• Your task:
Each line of the material below should be retyped precisely as it appears.

• Study material:
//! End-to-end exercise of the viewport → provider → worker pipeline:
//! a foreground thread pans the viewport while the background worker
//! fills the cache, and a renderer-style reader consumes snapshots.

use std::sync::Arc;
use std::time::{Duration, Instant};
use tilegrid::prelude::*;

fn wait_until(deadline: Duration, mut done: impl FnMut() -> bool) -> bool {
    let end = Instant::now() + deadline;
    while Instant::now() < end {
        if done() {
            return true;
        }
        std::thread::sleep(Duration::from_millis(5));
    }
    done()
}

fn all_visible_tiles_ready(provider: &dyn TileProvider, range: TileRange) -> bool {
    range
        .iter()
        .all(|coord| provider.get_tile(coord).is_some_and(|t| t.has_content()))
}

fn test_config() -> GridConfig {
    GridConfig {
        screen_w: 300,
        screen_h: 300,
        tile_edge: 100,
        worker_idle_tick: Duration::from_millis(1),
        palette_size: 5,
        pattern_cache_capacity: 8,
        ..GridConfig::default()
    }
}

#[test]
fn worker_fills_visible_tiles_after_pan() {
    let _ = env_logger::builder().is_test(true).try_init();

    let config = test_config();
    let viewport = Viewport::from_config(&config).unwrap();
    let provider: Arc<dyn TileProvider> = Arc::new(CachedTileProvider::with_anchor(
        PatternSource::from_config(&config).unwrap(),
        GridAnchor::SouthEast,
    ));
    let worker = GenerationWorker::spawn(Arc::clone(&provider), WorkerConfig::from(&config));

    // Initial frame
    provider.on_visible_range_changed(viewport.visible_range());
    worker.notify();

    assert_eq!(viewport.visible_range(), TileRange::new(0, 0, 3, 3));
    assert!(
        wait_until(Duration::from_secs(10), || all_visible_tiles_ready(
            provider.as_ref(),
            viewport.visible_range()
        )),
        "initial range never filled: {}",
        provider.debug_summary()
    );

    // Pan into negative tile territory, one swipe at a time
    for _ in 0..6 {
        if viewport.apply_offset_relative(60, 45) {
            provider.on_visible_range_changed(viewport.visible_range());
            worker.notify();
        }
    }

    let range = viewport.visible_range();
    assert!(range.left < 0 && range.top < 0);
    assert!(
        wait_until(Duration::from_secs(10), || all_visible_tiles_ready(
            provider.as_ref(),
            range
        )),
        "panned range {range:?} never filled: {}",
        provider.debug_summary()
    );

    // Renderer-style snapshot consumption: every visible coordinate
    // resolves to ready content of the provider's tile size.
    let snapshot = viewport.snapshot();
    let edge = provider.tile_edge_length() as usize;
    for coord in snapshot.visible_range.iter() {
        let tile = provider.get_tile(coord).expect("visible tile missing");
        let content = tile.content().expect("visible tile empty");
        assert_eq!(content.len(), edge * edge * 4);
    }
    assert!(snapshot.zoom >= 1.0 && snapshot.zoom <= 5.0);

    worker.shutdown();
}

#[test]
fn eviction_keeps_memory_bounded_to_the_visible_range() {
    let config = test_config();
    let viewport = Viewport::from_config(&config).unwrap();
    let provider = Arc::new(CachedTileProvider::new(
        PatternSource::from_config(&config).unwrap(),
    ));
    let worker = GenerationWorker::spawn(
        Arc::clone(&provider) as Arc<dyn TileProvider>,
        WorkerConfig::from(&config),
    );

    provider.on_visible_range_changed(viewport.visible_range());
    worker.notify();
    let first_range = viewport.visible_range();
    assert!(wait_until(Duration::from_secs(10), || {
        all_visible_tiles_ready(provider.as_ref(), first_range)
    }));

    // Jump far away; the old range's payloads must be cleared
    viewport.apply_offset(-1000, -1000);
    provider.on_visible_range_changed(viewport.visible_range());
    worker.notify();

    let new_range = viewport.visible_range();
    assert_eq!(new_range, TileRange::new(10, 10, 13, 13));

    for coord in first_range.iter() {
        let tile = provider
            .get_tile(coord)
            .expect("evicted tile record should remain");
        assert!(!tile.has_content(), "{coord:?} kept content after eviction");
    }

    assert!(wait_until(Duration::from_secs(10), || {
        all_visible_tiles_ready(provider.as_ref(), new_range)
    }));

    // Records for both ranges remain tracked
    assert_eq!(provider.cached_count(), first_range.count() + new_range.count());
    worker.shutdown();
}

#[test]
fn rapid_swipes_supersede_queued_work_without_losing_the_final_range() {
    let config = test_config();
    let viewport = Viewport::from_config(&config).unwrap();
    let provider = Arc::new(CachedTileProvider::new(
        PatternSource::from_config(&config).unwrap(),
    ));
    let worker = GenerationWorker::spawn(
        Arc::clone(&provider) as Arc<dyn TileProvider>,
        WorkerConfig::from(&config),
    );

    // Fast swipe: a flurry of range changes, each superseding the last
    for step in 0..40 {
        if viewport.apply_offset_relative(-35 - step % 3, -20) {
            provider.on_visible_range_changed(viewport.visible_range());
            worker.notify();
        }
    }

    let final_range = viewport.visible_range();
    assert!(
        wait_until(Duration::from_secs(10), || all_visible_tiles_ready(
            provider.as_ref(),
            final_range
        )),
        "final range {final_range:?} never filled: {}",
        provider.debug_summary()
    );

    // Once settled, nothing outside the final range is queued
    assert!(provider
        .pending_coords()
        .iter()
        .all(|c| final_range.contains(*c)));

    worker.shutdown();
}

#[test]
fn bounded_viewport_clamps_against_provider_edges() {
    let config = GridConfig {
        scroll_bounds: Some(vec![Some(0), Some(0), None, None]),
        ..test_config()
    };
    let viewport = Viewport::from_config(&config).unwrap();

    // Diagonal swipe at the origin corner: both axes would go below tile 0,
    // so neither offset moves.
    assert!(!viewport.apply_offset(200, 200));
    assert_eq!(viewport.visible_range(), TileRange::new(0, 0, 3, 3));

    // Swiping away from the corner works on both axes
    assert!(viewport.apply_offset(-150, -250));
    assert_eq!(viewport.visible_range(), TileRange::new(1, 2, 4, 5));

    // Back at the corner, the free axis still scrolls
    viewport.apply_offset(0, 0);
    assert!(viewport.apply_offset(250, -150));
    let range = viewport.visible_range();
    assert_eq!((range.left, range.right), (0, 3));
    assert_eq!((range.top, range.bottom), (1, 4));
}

• Answer box:
//! End-to-end exercise of the viewport → provider → worker pipeline:
//! a foreground thread pans the viewport while the background worker
//! fills the cache, and a renderer-style reader consumes snapshots.

use std::sync::Arc;
use std::time::{Duration, Instant};
use tilegrid::prelude::*;

fn wait_until(deadline: Duration, mut done: impl FnMut() -> bool) -> bool {
    let end = Instant::now() + deadline;
    while Instant::now() < end {
        if done() {
            return true;
        }
        std::thread::sleep(Duration::from_millis(5));
    }
    done()
}

fn all_visible_tiles_ready(provider: &dyn TileProvider, range: TileRange) -> bool {
    range
        .iter()
        .all(|coord| provider.get_tile(coord).is_some_and(|t| t.has_content()))
}

fn test_config() -> GridConfig {
    GridConfig {
        screen_w: 300,
        screen_h: 300,
        tile_edge: 100,
        worker_idle_tick: Duration::from_millis(1),
        palette_size: 5,
        pattern_cache_capacity: 8,
        ..GridConfig::default()
    }
}

#[test]
fn worker_fills_visible_tiles_after_pan() {
    let _ = env_logger::builder().is_test(true).try_init();

    let config = test_config();
    let viewport = Viewport::from_config(&config).unwrap();
    let provider: Arc<dyn TileProvider> = Arc::new(CachedTileProvider::with_anchor(
        PatternSource::from_config(&config).unwrap(),
        GridAnchor::SouthEast,
    ));
    let worker = GenerationWorker::spawn(Arc::clone(&provider), WorkerConfig::from(&config));

    // Initial frame
    provider.on_visible_range_changed(viewport.visible_range());
    worker.notify();

    assert_eq!(viewport.visible_range(), TileRange::new(0, 0, 3, 3));
    assert!(
        wait_until(Duration::from_secs(10), || all_visible_tiles_ready(
            provider.as_ref(),
            viewport.visible_range()
        )),
        "initial range never filled: {}",
        provider.debug_summary()
    );

    // Pan into negative tile territory, one swipe at a time
    for _ in 0..6 {
        if viewport.apply_offset_relative(60, 45) {
            provider.on_visible_range_changed(viewport.visible_range());
            worker.notify();
        }
    }

    let range = viewport.visible_range();
    assert!(range.left < 0 && range.top < 0);
    assert!(
        wait_until(Duration::from_secs(10), || all_visible_tiles_ready(
            provider.as_ref(),
            range
        )),
        "panned range {range:?} never filled: {}",
        provider.debug_summary()
    );

    // Renderer-style snapshot consumption: every visible coordinate
    // resolves to ready content of the provider's tile size.
    let snapshot = viewport.snapshot();
    let edge = provider.tile_edge_length() as usize;
    for coord in snapshot.visible_range.iter() {
        let tile = provider.get_tile(coord).expect("visible tile missing");
        let content = tile.content().expect("visible tile empty");
        assert_eq!(content.len(), edge * edge * 4);
    }
    assert!(snapshot.zoom >= 1.0 && snapshot.zoom <= 5.0);

    worker.shutdown();
}

#[test]
fn eviction_keeps_memory_bounded_to_the_visible_range() {
    let config = test_config();
    let viewport = Viewport::from_config(&config).unwrap();
    let provider = Arc::new(CachedTileProvider::new(
        PatternSource::from_config(&config).unwrap(),
    ));
    let worker = GenerationWorker::spawn(
        Arc::clone(&provider) as Arc<dyn TileProvider>,
        WorkerConfig::from(&config),
    );

    provider.on_visible_range_changed(viewport.visible_range());
    worker.notify();
    let first_range = viewport.visible_range();
    assert!(wait_until(Duration::from_secs(10), || {
        all_visible_tiles_ready(provider.as_ref(), first_range)
    }));

    // Jump far away; the old range's payloads must be cleared
    viewport.apply_offset(-1000, -1000);
    provider.on_visible_range_changed(viewport.visible_range());
    worker.notify();

    let new_range = viewport.visible_range();
    assert_eq!(new_range, TileRange::new(10, 10, 13, 13));

    for coord in first_range.iter() {
        let tile = provider
            .get_tile(coord)
            .expect("evicted tile record should remain");
        assert!(!tile.has_content(), "{coord:?} kept content after eviction");
    }

    assert!(wait_until(Duration::from_secs(10), || {
        all_visible_tiles_ready(provider.as_ref(), new_range)
    }));

    // Records for both ranges remain tracked
    assert_eq!(provider.cached_count(), first_range.count() + new_range.count());
    worker.shutdown();
}

#[test]
fn rapid_swipes_supersede_queued_work_without_losing_the_final_range() {
    let config = test_config();
    let viewport = Viewport::from_config(&config).unwrap();
    let provider = Arc::new(CachedTileProvider::new(
        PatternSource::from_config(&config).unwrap(),
    ));
    let worker = GenerationWorker::spawn(
        Arc::clone(&provider) as Arc<dyn TileProvider>,
        WorkerConfig::from(&config),
    );

    // Fast swipe: a flurry of range changes, each superseding the last
    for step in 0..40 {
        if viewport.apply_offset_relative(-35 - step % 3, -20) {
            provider.on_visible_range_changed(viewport.visible_range());
            worker.notify();
        }
    }

    let final_range = viewport.visible_range();
    assert!(
        wait_until(Duration::from_secs(10), || all_visible_tiles_ready(
            provider.as_ref(),
            final_range
        )),
        "final range {final_range:?} never filled: {}",
        provider.debug_summary()
    );

    // Once settled, nothing outside the final range is queued
    assert!(provider
        .pending_coords()
        .iter()
        .all(|c| final_range.contains(*c)));

    worker.shutdown();
}

#[test]
fn bounded_viewport_clamps_against_provider_edges() {
    let config = GridConfig {
        scroll_bounds: Some(vec![Some(0), Some(0), None, None]),
        ..test_config()
    };
    let viewport = Viewport::from_config(&config).unwrap();

    // Diagonal swipe at the origin corner: both axes would go below tile 0,
    // so neither offset moves.
    assert!(!viewport.apply_offset(200, 200));
    assert_eq!(viewport.visible_range(), TileRange::new(0, 0, 3, 3));

    // Swiping away from the corner works on both axes
    assert!(viewport.apply_offset(-150, -250));
    assert_eq!(viewport.visible_range(), TileRange::new(1, 2, 4, 5));

    // Back at the corner, the free axis still scrolls
    viewport.apply_offset(0, 0);
    assert!(viewport.apply_offset(250, -150));
    let range = viewport.visible_range();
    assert_eq!((range.left, range.right), (0, 3));
    assert_eq!((range.top, range.bottom), (1, 4));
}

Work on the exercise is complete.